» EXERCISE GOAL
Which lines of the entries below contain the string "await"? Copy each one.

[Stored items]
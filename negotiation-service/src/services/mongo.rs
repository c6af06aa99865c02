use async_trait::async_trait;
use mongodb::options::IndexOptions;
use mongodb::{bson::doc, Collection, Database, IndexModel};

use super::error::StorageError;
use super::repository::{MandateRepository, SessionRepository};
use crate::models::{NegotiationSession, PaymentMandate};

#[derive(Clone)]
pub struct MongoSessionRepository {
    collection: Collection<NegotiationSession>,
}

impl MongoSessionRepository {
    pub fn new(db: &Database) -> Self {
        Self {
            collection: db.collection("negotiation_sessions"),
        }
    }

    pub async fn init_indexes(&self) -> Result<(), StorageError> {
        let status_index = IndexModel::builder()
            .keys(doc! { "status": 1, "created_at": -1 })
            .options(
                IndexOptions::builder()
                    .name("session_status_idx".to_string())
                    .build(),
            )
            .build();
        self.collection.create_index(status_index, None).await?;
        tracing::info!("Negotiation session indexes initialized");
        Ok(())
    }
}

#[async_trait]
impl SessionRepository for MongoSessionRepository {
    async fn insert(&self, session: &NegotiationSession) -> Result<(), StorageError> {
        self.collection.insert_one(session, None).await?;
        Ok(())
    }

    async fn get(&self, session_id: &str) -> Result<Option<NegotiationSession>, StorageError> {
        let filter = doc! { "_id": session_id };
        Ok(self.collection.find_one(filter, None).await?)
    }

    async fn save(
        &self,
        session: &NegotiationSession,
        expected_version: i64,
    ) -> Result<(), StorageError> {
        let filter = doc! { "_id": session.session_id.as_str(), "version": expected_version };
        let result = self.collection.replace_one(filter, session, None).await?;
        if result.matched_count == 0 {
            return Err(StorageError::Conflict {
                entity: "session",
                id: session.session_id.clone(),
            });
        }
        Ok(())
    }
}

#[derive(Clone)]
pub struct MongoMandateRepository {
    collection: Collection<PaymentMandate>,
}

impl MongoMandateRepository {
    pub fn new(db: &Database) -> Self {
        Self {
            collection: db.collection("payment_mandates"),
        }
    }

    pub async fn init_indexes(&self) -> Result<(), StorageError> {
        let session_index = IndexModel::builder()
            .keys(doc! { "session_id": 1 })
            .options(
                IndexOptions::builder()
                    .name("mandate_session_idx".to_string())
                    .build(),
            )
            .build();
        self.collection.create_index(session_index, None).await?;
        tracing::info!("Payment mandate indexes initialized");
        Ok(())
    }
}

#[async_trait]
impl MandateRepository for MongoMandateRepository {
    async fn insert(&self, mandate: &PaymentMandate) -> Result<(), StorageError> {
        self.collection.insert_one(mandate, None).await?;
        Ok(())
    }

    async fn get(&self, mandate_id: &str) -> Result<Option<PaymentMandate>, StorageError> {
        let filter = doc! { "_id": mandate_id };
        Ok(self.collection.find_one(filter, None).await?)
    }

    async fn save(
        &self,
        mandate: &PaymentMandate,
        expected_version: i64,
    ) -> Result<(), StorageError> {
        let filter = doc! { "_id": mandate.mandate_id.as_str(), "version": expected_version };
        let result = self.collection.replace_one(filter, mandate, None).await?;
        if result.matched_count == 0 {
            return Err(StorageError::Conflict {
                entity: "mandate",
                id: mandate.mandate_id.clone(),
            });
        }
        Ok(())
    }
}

» ANSWER TO THIS TASK
        self.collection.create_index(status_index, None).await?;
        self.collection.insert_one(session, None).await?;
        Ok(self.collection.find_one(filter, None).await?)
        let result = self.collection.replace_one(filter, session, None).await?;
        self.collection.create_index(session_index, None).await?;
        self.collection.insert_one(mandate, None).await?;
        Ok(self.collection.find_one(filter, None).await?)
        let result = self.collection.replace_one(filter, mandate, None).await?;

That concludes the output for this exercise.